Grace Cummings, folk e melodramma
Il secondo album dell’artista australiana Grace Cummings nel segno di Dylan e Townes Van Zandt
Australiana di Melbourne, Grace Cummings è attrice di teatro e cantautrice. In quest’ultima veste pubblica in questi giorni il proprio secondo album, che segue a poco più di due anni di distanza Refuge Cove, realizzato per l’indipendente locale Flightless, i cui titolari si convinsero a finanziarlo avendola ammirata destreggiarsi con “It’s All Over Now, Baby Blue” in un video domestico.
Allude ora a Dylan un verso di “Raglan”, invece: “Sto qui a guardare il disco che gira, di nuovo Highway 61”.
È una quieta ballata a tinte fosche nella quale si riverbera l’eco del folk irlandese che il padre ascoltava in casa: «Mi piace perché conduce a luoghi oscuri e drammatici», ha spiegato l’interessata. Altrove il tono è meno grave, ad esempio nell’essenziale “Two Little Birds” e in “Always New Days Always”, aggraziato madrigale in aperto contrasto con il precedente “Heaven”, incipit dell’opera dove l’accento blues stentoreo e arrochito della voce – affine a certe interpretazioni di Diamanda Galás o PJ Harvey – esibisce un’intensità melò.

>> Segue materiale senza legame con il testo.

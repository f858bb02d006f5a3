//! Demonstration scenario
//!
//! Builds the four-vehicle roster, then runs: start all, refuel all,
//! stop all, display, remove one position, display again.

use fleet_domain::{
    Bike, Car, ElectricVehicle, EngineEvent, RefuelReport, Truck, Vehicle, VehicleIdentity,
    VehicleKind,
};
use fleet_store::VehicleSummary;
use fleet_types::{Result, VehicleId};
use serde::Serialize;
use tracing::{info, warn};

use crate::config::Config;
use crate::policy::InputPolicy;
use crate::service::FleetService;

/// The demo fleet, in insertion order
pub fn demo_roster() -> Vec<Box<dyn Vehicle>> {
    vec![
        Box::new(Car::new(
            VehicleIdentity::new("Honda", "Civic", 2021),
            40.0,
            4,
            "Petrol",
        )),
        Box::new(Truck::new(
            VehicleIdentity::new("Volvo", "FH16", 2020),
            100.0,
            20.0,
            "Diesel",
        )),
        Box::new(Bike::new(
            VehicleIdentity::new("Suzuki", "GS150", 2022),
            15.0,
            "Standard",
            150,
        )),
        Box::new(ElectricVehicle::new(
            VehicleIdentity::new("Tesla", "Model X", 2023),
            100,
            60.0,
        )),
    ]
}

/// Knobs for a demo run
#[derive(Debug, Clone, Copy, PartialEq)]
pub struct DemoOptions {
    pub refuel_amount: f64,
    pub remove_index: usize,
    pub policy: InputPolicy,
}

impl Default for DemoOptions {
    fn default() -> Self {
        Self::from(&Config::default())
    }
}

impl From<&Config> for DemoOptions {
    fn from(config: &Config) -> Self {
        Self {
            refuel_amount: config.refuel_amount,
            remove_index: config.remove_index,
            policy: config.input_policy(),
        }
    }
}

/// One step of the demo transcript
#[derive(Debug, Clone, Serialize)]
#[serde(tag = "step", rename_all = "snake_case")]
pub enum DemoStep {
    Started {
        events: Vec<EngineEvent>,
    },
    Refueled {
        amount: f64,
        reports: Vec<RefuelReport>,
    },
    Stopped {
        events: Vec<EngineEvent>,
    },
    Displayed {
        #[serde(skip)]
        text: String,
        vehicles: Vec<VehicleSummary>,
    },
    Removed {
        index: usize,
        id: VehicleId,
        kind: VehicleKind,
    },
    RemoveSkipped {
        index: usize,
        len: usize,
    },
}

/// Full transcript of a demo run
#[derive(Debug, Clone, Serialize)]
pub struct DemoReport {
    pub steps: Vec<DemoStep>,
    /// Fleet contents after the last step
    pub remaining: Vec<VehicleSummary>,
}

/// Run the demonstration scenario on a fresh fleet
pub fn run_demo(options: &DemoOptions) -> Result<DemoReport> {
    let mut service = FleetService::new(options.policy);
    for vehicle in demo_roster() {
        service.register(vehicle)?;
    }
    info!(vehicles = service.fleet().len(), "demo fleet assembled");

    let mut steps = Vec::new();

    steps.push(DemoStep::Started {
        events: service.start_all(),
    });
    steps.push(DemoStep::Refueled {
        amount: options.refuel_amount,
        reports: service.refuel_all(options.refuel_amount)?,
    });
    steps.push(DemoStep::Stopped {
        events: service.stop_all(),
    });
    steps.push(displayed(&service));

    let index = options.remove_index;
    match service.fleet().get_vehicle(index).map(|v| v.kind()) {
        Some(kind) => {
            let id = service.remove_at(index)?;
            steps.push(DemoStep::Removed { index, id, kind });
        }
        None => {
            let len = service.fleet().len();
            warn!(index, len, "no vehicle to remove");
            steps.push(DemoStep::RemoveSkipped { index, len });
        }
    }
    steps.push(displayed(&service));

    let remaining = service.summaries();
    service.shutdown();

    Ok(DemoReport { steps, remaining })
}

fn displayed(service: &FleetService) -> DemoStep {
    DemoStep::Displayed {
        text: service.display(),
        vehicles: service.summaries(),
    }
}
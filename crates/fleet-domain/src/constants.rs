//! Nominal ratings per vehicle kind

/// Fuel efficiency rating for cars
pub const CAR_FUEL_EFFICIENCY: f64 = 25.0;

/// Fuel efficiency rating for trucks
pub const TRUCK_FUEL_EFFICIENCY: f64 = 15.0;

/// Fuel efficiency rating for bikes
pub const BIKE_FUEL_EFFICIENCY: f64 = 40.0;

/// Efficiency rating for electric vehicles
pub const ELECTRIC_EFFICIENCY: f64 = 100.0;

/// First production automobile; years before this are implausible
pub const EARLIEST_MODEL_YEAR: i32 = 1886;
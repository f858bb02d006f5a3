//! Identity handles shared across layers

use serde::{Deserialize, Serialize};
use uuid::Uuid;

/// Registry-issued handle for a vehicle held by a fleet.
///
/// Handles compare by identity only: two vehicles with identical attributes
/// still receive distinct ids.
#[derive(Debug, Clone, Copy, PartialEq, Eq, Hash, Serialize, Deserialize)]
#[serde(transparent)]
pub struct VehicleId(Uuid);

impl VehicleId {
    pub fn new() -> Self {
        Self(Uuid::new_v4())
    }

    pub fn as_uuid(&self) -> &Uuid {
        &self.0
    }
}

impl Default for VehicleId {
    fn default() -> Self {
        Self::new()
    }
}

impl std::fmt::Display for VehicleId {
    fn fmt(&self, f: &mut std::fmt::Formatter<'_>) -> std::fmt::Result {
        write!(f, "{}", self.0)
    }
}
//! Command handlers

use crate::cli::{Cli, Commands};
use crate::output::{output_demo, output_efficiency};
use fleet_app::{run_demo, Config, DemoOptions, InputPolicy};
use fleet_types::{OutputFormat, Result};
use tracing::debug;

/// Execute CLI command
pub fn execute(cli: Cli) -> Result<()> {
    let config = Config::load()?;
    let output_format = cli.format.unwrap_or(config.output_format);

    match cli.command {
        Commands::Demo {
            refuel,
            remove_index,
            strict,
        } => {
            let mut options = DemoOptions::from(&config);
            if let Some(amount) = refuel {
                options.refuel_amount = amount;
            }
            if let Some(index) = remove_index {
                options.remove_index = index;
            }
            if strict {
                options.policy = InputPolicy::Strict;
            }
            cmd_demo(&options, output_format)
        }

        Commands::Efficiency => output_efficiency(output_format),

        Commands::Config {
            show,
            set_output,
            set_refuel,
            set_remove_index,
            set_strict,
            reset,
        } => cmd_config(
            config,
            show,
            set_output,
            set_refuel,
            set_remove_index,
            set_strict,
            reset,
        ),
    }
}

fn cmd_demo(options: &DemoOptions, output_format: OutputFormat) -> Result<()> {
    debug!(?options, "running demo");
    let report = run_demo(options)?;
    output_demo(output_format, &report)
}

fn cmd_config(
    mut config: Config,
    show: bool,
    set_output: Option<OutputFormat>,
    set_refuel: Option<f64>,
    set_remove_index: Option<usize>,
    set_strict: Option<bool>,
    reset: bool,
) -> Result<()> {
    if reset {
        config = Config::default();
        config.save()?;
        println!("Configuration reset to defaults.");
        return Ok(());
    }

    let mut modified = false;

    if let Some(format) = set_output {
        config.output_format = format;
        modified = true;
        println!("Output format set to: {}", format);
    }

    if let Some(amount) = set_refuel {
        config.refuel_amount = amount;
        modified = true;
        println!("Refuel amount set to: {}", amount);
    }

    if let Some(index) = set_remove_index {
        config.remove_index = index;
        modified = true;
        println!("Remove index set to: {}", index);
    }

    if let Some(strict) = set_strict {
        config.strict_input = strict;
        modified = true;
        println!("Strict input: {}", if strict { "enabled" } else { "disabled" });
    }

    if modified {
        config.save()?;
        println!("Configuration saved.");
    }

    if show || !modified {
        println!("{}", config);
    }

    Ok(())
}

Il testo della canzone evoca simbologie religiose, “Ho appena scoperto il paradiso” e “Ave Maria”, salvo concludere poi: “Vedi la mela appesa all’albero, svanisce mentre la raggiungi, non c’è nessun Dio”. “Per me parlare di Dio o di Maria madre è un modo di definire qualcosa di bello che non capisco, qualcosa che non fa parte del mondo in cui viviamo”, ha chiarito lei a scanso di equivoci.
Analogamente va interpretata dunque l’immagine simbolica intorno alla quale gravita “Up in Flames”, dopo un inchino a Robert Frost, poeta prediletto da John Fitzgerald Kennedy: “Notre-Dame brucia, oggi la sua bellezza è in fiamme”, canta Cummings con potenza da gospel.
Altri elementi ricorrenti nella narrazione sono Re e Regine, oppure aquile e aquiloni, associati nell’elegiaco epilogo “Fly a Kite”, che sfocia in uno struggente assolo di Theremin. In Storm Queen la strumentazione è più articolata rispetto al debutto, ma comunque disadorna: oltre alla chitarra, si ascoltano il pianoforte (“Dreams), un violino (“Freak”) e il sassofono spettrale che aleggia nel brano da cui prende nome l’intero disco, introdotto da un appello a Townes Van Zandt, altro nume tutelare evidentemente.
L’approccio della protagonista alla scrittura e alla registrazione antepone la spontaneità alla ricercatezza: la maniera migliore per mettere in mostra un talento notevole, al tempo stesso ispido e amorevole.